Dataset entries
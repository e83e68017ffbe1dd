//! EventDispatcher processor.
//!
//! The EventDispatcher is responsible for:
//! - Receiving `DeckFrame` from every deck supervisor
//! - Applying `add` and `end` to the `RequestStore`
//! - Turning `play` of a queued request into a `PlayRequest` and spawning
//!   its announcement, so a slow post never holds up the next frame
//!
//! Frames are dispatched one at a time in arrival order, which keeps the
//! store mutations of each deck in stream order.

use std::sync::Arc;

use kanau::processor::Processor;
use std::convert::Infallible;
use tokio::sync::watch;
use tokio::task::JoinSet;
use tracing::{debug, error, info};

use super::play_announcer::PlayAnnouncer;
use super::shutdown_requested;
use crate::events::{DeckEvent, DeckFrame, DeckFrameReceiver, PlayRequest};
use crate::store::RequestStore;

/// What dispatching one frame did.
#[derive(Debug, Clone, PartialEq, Eq)]
pub enum Dispatched {
    /// `add`: the request is now queued.
    Stored,
    /// `end`: the request was removed.
    Removed,
    /// `end` for a request that was not queued.
    AlreadyGone,
    /// `play` for a request that was not queued; nothing to announce.
    NotQueued,
    /// `play` for a queued request; the caller should announce it.
    Announce(PlayRequest),
}

/// Routes decoded frames to the store and the announcer.
pub struct EventDispatcher {
    store: RequestStore,
    announcer: Arc<PlayAnnouncer>,
}

impl EventDispatcher {
    /// Create a new EventDispatcher.
    ///
    /// # Arguments
    ///
    /// * `store` - The shared request store
    /// * `announcer` - Announces plays; shared with every spawned announcement
    pub fn new(store: RequestStore, announcer: Arc<PlayAnnouncer>) -> Self {
        Self { store, announcer }
    }

    /// Run until shutdown is signaled or every frame sender is dropped.
    ///
    /// Announcements still in flight are awaited before returning.
    pub async fn run(self, mut shutdown_rx: watch::Receiver<bool>, mut frame_rx: DeckFrameReceiver) {
        info!("EventDispatcher started");

        let mut announcements = JoinSet::new();

        loop {
            tokio::select! {
                biased;

                _ = shutdown_requested(&mut shutdown_rx) => {
                    info!("EventDispatcher received shutdown signal");
                    break;
                }

                Some(joined) = announcements.join_next(), if !announcements.is_empty() => {
                    self.reap(joined);
                }

                frame = frame_rx.recv() => {
                    let Some(frame) = frame else {
                        info!("DeckFrame channel closed");
                        break;
                    };
                    if let Dispatched::Announce(request) = self.dispatch(frame).await {
                        let announcer = self.announcer.clone();
                        announcements.spawn(async move {
                            // Failures are alerted by the announcer itself.
                            let _ = announcer.announce(request).await;
                        });
                    }
                }
            }
        }

        while let Some(joined) = announcements.join_next().await {
            self.reap(joined);
        }

        info!("EventDispatcher shutdown complete");
    }

    /// Apply one frame to the store.
    ///
    /// `play` reads the store but never changes it; the request stays queued
    /// until its `end` arrives.
    pub async fn dispatch(&self, frame: DeckFrame) -> Dispatched {
        let DeckFrame { deck, event } = frame;
        match event {
            DeckEvent::Add(entity) => {
                debug!(%deck, request_id = %entity.id, "Request added");
                self.store.put(entity).await;
                Dispatched::Stored
            }
            DeckEvent::End { id } => match self.store.remove(&id).await {
                Some(_) => {
                    debug!(%deck, request_id = %id, "Request ended");
                    Dispatched::Removed
                }
                None => {
                    debug!(%deck, request_id = %id, "End for unknown request");
                    Dispatched::AlreadyGone
                }
            },
            DeckEvent::Play { id } => match self.store.get(&id).await {
                Some(entity) => Dispatched::Announce(PlayRequest { deck, entity }),
                None => {
                    debug!(%deck, request_id = %id, "Play for unknown request, skipping");
                    Dispatched::NotQueued
                }
            },
        }
    }

    /// The panic hook has already raised the alert; only log here.
    fn reap(&self, joined: Result<(), tokio::task::JoinError>) {
        if let Err(e) = joined
            && e.is_panic()
        {
            error!(error = %e, "Announcement task panicked");
        }
    }
}

impl Processor<DeckFrame> for EventDispatcher {
    type Output = Dispatched;
    type Error = Infallible;

    async fn process(&self, frame: DeckFrame) -> Result<Dispatched, Infallible> {
        Ok(self.dispatch(frame).await)
    }
}

#[cfg(test)]
mod tests {
    use super::*;
    use crate::events::{AlertReceiver, DeckId, alert_channel, deck_frame_channel};
    use crate::processors::play_announcer::tests::{
        FixedAccounts, RecordingAnnouncer, account,
    };
    use crate::store::tests::entity;
    use deckcast_sdk::objects::StatusVisibility;

    struct Setup {
        dispatcher: EventDispatcher,
        store: RequestStore,
        recorder: Arc<RecordingAnnouncer>,
        _alert_rx: AlertReceiver,
    }

    fn setup() -> Setup {
        let store = RequestStore::new();
        let recorder = Arc::new(RecordingAnnouncer::default());
        let (alerts, alert_rx) = alert_channel();
        let announcer = Arc::new(PlayAnnouncer::new(
            recorder.clone(),
            Arc::new(FixedAccounts(Some(account(Some("Alice"), "alice")))),
            alerts,
            StatusVisibility::Unlisted,
        ));
        Setup {
            dispatcher: EventDispatcher::new(store.clone(), announcer),
            store,
            recorder,
            _alert_rx: alert_rx,
        }
    }

    fn add(id: &str, info: &str, link: &str) -> DeckFrame {
        DeckFrame::new(DeckId(1), DeckEvent::Add(entity(id, info, link)))
    }

    fn end(id: &str) -> DeckFrame {
        DeckFrame::new(DeckId(1), DeckEvent::End { id: id.into() })
    }

    fn play(id: &str) -> DeckFrame {
        DeckFrame::new(DeckId(1), DeckEvent::Play { id: id.into() })
    }

    #[tokio::test]
    async fn test_add_then_end_removes() {
        let s = setup();
        assert_eq!(s.dispatcher.dispatch(add("r1", "A", "l")).await, Dispatched::Stored);
        assert!(s.store.contains("r1").await);

        assert_eq!(s.dispatcher.dispatch(end("r1")).await, Dispatched::Removed);
        assert!(!s.store.contains("r1").await);
    }

    #[tokio::test]
    async fn test_end_is_idempotent() {
        let s = setup();
        s.dispatcher.dispatch(add("r1", "A", "l")).await;
        s.dispatcher.dispatch(add("r2", "B", "l")).await;

        s.dispatcher.dispatch(end("r1")).await;
        let first = s.store.ids().await;
        assert_eq!(s.dispatcher.dispatch(end("r1")).await, Dispatched::AlreadyGone);
        assert_eq!(s.store.ids().await, first);
    }

    #[tokio::test]
    async fn test_play_does_not_mutate_store() {
        let s = setup();
        s.dispatcher.dispatch(add("r1", "Song A", "http://x")).await;

        let dispatched = s.dispatcher.dispatch(play("r1")).await;
        let Dispatched::Announce(request) = dispatched else {
            panic!("expected an announcement, got {dispatched:?}");
        };
        assert_eq!(request.deck, DeckId(1));
        assert_eq!(request.entity.info, "Song A");
        assert_eq!(s.store.len().await, 1);
        assert!(s.store.contains("r1").await);
    }

    #[tokio::test]
    async fn test_play_unknown_is_skipped() {
        let s = setup();
        assert_eq!(s.dispatcher.dispatch(play("ghost")).await, Dispatched::NotQueued);
        assert!(s.store.is_empty().await);
    }

    #[tokio::test]
    async fn test_process_delegates_to_dispatch() {
        let s = setup();
        let out = s.dispatcher.process(add("r1", "A", "l")).await.unwrap();
        assert_eq!(out, Dispatched::Stored);
    }

    #[tokio::test]
    async fn test_run_announces_each_queued_play_once() {
        let s = setup();
        let (frame_tx, frame_rx) = deck_frame_channel();
        let (_shutdown_tx, shutdown_rx) = watch::channel(false);

        for frame in [
            add("r1", "Song A", "http://x"),
            play("r1"),
            end("r1"),
            play("r1"),
        ] {
            frame_tx.send(frame).await.unwrap();
        }
        drop(frame_tx);

        // Returns once the channel is drained and announcements are done.
        s.dispatcher.run(shutdown_rx, frame_rx).await;

        let posts = s.recorder.posts();
        assert_eq!(posts.len(), 1);
        assert!(posts[0].contains("Song A"));
        assert!(posts[0].contains("http://x"));
        assert!(s.store.is_empty().await);
    }

    struct PanickingAnnouncer;

    #[async_trait::async_trait]
    impl crate::services::Announcer for PanickingAnnouncer {
        async fn post(
            &self,
            _text: &str,
            _visibility: StatusVisibility,
        ) -> Result<(), crate::services::ServiceError> {
            panic!("post blew up");
        }
    }

    #[tokio::test]
    async fn test_panicking_announcement_is_reaped_without_extra_alert() {
        let store = RequestStore::new();
        let (alerts, mut alert_rx) = alert_channel();
        let announcer = Arc::new(PlayAnnouncer::new(
            Arc::new(PanickingAnnouncer),
            Arc::new(FixedAccounts(Some(account(None, "dave")))),
            alerts,
            StatusVisibility::Unlisted,
        ));
        let dispatcher = EventDispatcher::new(store.clone(), announcer);
        let (frame_tx, frame_rx) = deck_frame_channel();
        let (_shutdown_tx, shutdown_rx) = watch::channel(false);

        frame_tx.send(add("r1", "Song A", "http://x")).await.unwrap();
        frame_tx.send(play("r1")).await.unwrap();
        frame_tx.send(end("r1")).await.unwrap();
        drop(frame_tx);

        dispatcher.run(shutdown_rx, frame_rx).await;

        assert!(store.is_empty().await);
        assert!(alert_rx.try_recv().is_err());
    }

    #[tokio::test]
    async fn test_run_stops_on_shutdown() {
        let s = setup();
        let (_frame_tx, frame_rx) = deck_frame_channel();
        let (shutdown_tx, shutdown_rx) = watch::channel(false);

        let handle = tokio::spawn(s.dispatcher.run(shutdown_rx, frame_rx));
        shutdown_tx.send(true).unwrap();
        handle.await.unwrap();
    }
}
pub mod alert;
pub mod deck;
pub mod request;
pub mod status;
pub mod stream;

pub use alert::{SlackAttachment, SlackMessage};
pub use deck::{DeckInfo, DeckSnapshot};
pub use request::{RequestEntity, RequestRef, SourceType};
pub use status::{Account, NewStatus, PostedStatus, StatusVisibility};
pub use stream::{StreamEnvelope, StreamEventName};
//! Deckcast daemon
//!
//! Follows the request queues of the music decks and announces every track
//! that starts playing.

mod config;
mod fault;
mod shutdown;

use clap::Parser;
use config::runtime::{ConnectionTiming, DeckId};
use config::{ConfigLoader, Overrides};
use deckcast_core::events::{AlertHandle, DeckFrameSender, alert_channel, deck_frame_channel};
use deckcast_core::processors::{
    AlertForwarder, DeckStatus, DeckSupervisor, EventDispatcher, PlayAnnouncer,
};
use deckcast_core::seeding::seed_from_snapshots;
use deckcast_core::services::{
    AlertSink, DeckConnector, WebSocketConnector, build_mastodon_client,
};
use deckcast_core::store::RequestStore;
use deckcast_sdk::client::{SlackWebhook, StreamingClient};
use futures_util::FutureExt;
use std::collections::BTreeMap;
use std::panic::AssertUnwindSafe;
use std::path::PathBuf;
use std::sync::Arc;
use tokio::sync::watch;
use tokio::task::JoinSet;
use tracing_subscriber::{EnvFilter, fmt, layer::SubscriberExt, util::SubscriberInitExt};
use url::Url;

/// Deckcast - music deck play announcer
#[derive(Parser, Debug)]
#[command(name = "deckcast")]
#[command(version, about, long_about = None)]
struct Args {
    /// Path to the configuration file
    #[arg(short, long, default_value = "./deckcast.toml")]
    config: PathBuf,

    /// Follow only these decks (repeatable); overrides `[decks].ids`
    #[arg(short, long = "deck")]
    decks: Vec<u16>,

    /// Emit logs as JSON
    #[arg(long, default_value = "false")]
    json_logs: bool,

    /// OAuth token of the announcing account
    #[arg(long, env = "MASTODON_ACCESS_TOKEN", hide_env_values = true)]
    access_token: Option<String>,

    /// Slack incoming webhook for alerts; overrides `[alerts].slack_webhook_url`
    #[arg(long, env = "SLACK_INCOMING_URL", hide_env_values = true)]
    slack_incoming_url: Option<Url>,
}

#[tokio::main]
async fn main() -> anyhow::Result<()> {
    // A missing .env file is fine
    dotenvy::dotenv().ok();

    // Parse command line arguments
    let args = Args::parse();

    // Initialize tracing
    init_tracing(args.json_logs);

    tracing::info!("Starting deckcast v{}", env!("CARGO_PKG_VERSION"));

    // Load configuration
    let config_loader = ConfigLoader::new(
        &args.config,
        Overrides {
            decks: args.decks,
            access_token: args.access_token,
            slack_webhook_url: args.slack_incoming_url,
        },
    );
    let config = config_loader.load().map_err(|e| {
        tracing::error!("Failed to load configuration: {}", e);
        e
    })?;
    tracing::info!(
        decks = ?config.decks,
        alerts = config.slack_webhook_url.is_some(),
        "Configuration loaded from {:?}",
        args.config
    );

    // Channels
    let (shutdown_tx, shutdown_rx) = watch::channel(false);
    let (alerts_stop_tx, alerts_stop_rx) = watch::channel(false);
    let (alerts, alert_rx) = alert_channel();
    let (frame_tx, frame_rx) = deck_frame_channel();

    fault::install_panic_alert(alerts.clone());
    shutdown::spawn_shutdown_handler(shutdown_tx);

    // Alert forwarder runs until everything else has stopped
    let sink: Option<Arc<dyn AlertSink>> = config
        .slack_webhook_url
        .clone()
        .map(|url| Arc::new(SlackWebhook::new(url)) as Arc<dyn AlertSink>);
    let forwarder = tokio::spawn(AlertForwarder::new(sink).run(alerts_stop_rx, alert_rx));

    // Seed the store before any stream is opened
    let mastodon = Arc::new(build_mastodon_client(&config));
    let store = RequestStore::new();
    seed_from_snapshots(mastodon.as_ref(), &store, &config.decks, &alerts).await;

    // Dispatcher
    let announcer = Arc::new(PlayAnnouncer::new(
        mastodon.clone(),
        mastodon,
        alerts.clone(),
        config.visibility,
    ));
    let dispatcher = tokio::spawn(
        EventDispatcher::new(store, announcer).run(shutdown_rx.clone(), frame_rx),
    );

    // One supervisor per deck, restarted if it ever dies
    let connector = WebSocketConnector::new(StreamingClient::new(
        config.streaming_url.clone(),
        config.access_token.clone(),
    ));
    let statuses = supervise_decks(
        &config.decks,
        connector,
        config.timing,
        frame_tx,
        &alerts,
        shutdown_rx,
    )
    .await;
    for (deck, status) in &statuses {
        let status = status.borrow();
        tracing::info!(
            %deck,
            connections = status.connection,
            replacements = status.replacements,
            "Deck stopped"
        );
    }

    // In-flight announcements finish before alerts stop
    if let Err(e) = dispatcher.await {
        tracing::error!(error = %e, "EventDispatcher task failed");
    }
    let _ = alerts_stop_tx.send(true);
    if let Err(e) = forwarder.await {
        tracing::error!(error = %e, "AlertForwarder task failed");
    }

    tracing::info!("Shutdown complete");
    Ok(())
}

/// Run a supervisor per deck until shutdown.
///
/// A supervisor that panics is alerted and started again with a fresh
/// connection. Returns the last status receiver of every deck.
async fn supervise_decks<C>(
    decks: &[DeckId],
    connector: C,
    timing: ConnectionTiming,
    frame_tx: DeckFrameSender,
    alerts: &AlertHandle,
    shutdown_rx: watch::Receiver<bool>,
) -> BTreeMap<DeckId, watch::Receiver<DeckStatus>>
where
    C: DeckConnector + Clone + 'static,
{
    let spawn = |set: &mut JoinSet<(DeckId, bool)>, deck: DeckId| {
        let supervisor = DeckSupervisor::new(deck, connector.clone(), timing, frame_tx.clone());
        let status = supervisor.subscribe();
        let run = AssertUnwindSafe(supervisor.run(shutdown_rx.clone())).catch_unwind();
        set.spawn(async move { (deck, run.await.is_err()) });
        status
    };

    let mut set = JoinSet::new();
    let mut statuses = BTreeMap::new();
    for &deck in decks {
        statuses.insert(deck, spawn(&mut set, deck));
    }

    while let Some(joined) = set.join_next().await {
        match joined {
            Ok((deck, panicked)) => {
                if panicked && !*shutdown_rx.borrow() {
                    tracing::error!(%deck, "DeckSupervisor panicked, restarting");
                    alerts.notify(format!("Deck {deck}: supervisor crashed and was restarted"), None);
                    statuses.insert(deck, spawn(&mut set, deck));
                }
            }
            Err(e) => {
                tracing::error!(error = %e, "DeckSupervisor task failed");
            }
        }
    }

    statuses
}

/// Initialize the tracing subscriber with environment-based filtering.
fn init_tracing(json: bool) {
    let filter = EnvFilter::try_from_default_env()
        .unwrap_or_else(|_| EnvFilter::new("info,tungstenite=warn,tokio_tungstenite=warn"));

    let registry = tracing_subscriber::registry().with(filter);
    if json {
        registry.with(fmt::layer().json().with_target(true)).init();
    } else {
        registry.with(fmt::layer()).init();
    }
}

Problem to work on ▸ If a line of the records above contains the word "derive", count it; then give the total and nothing more.

Solution to this problem ▸ 2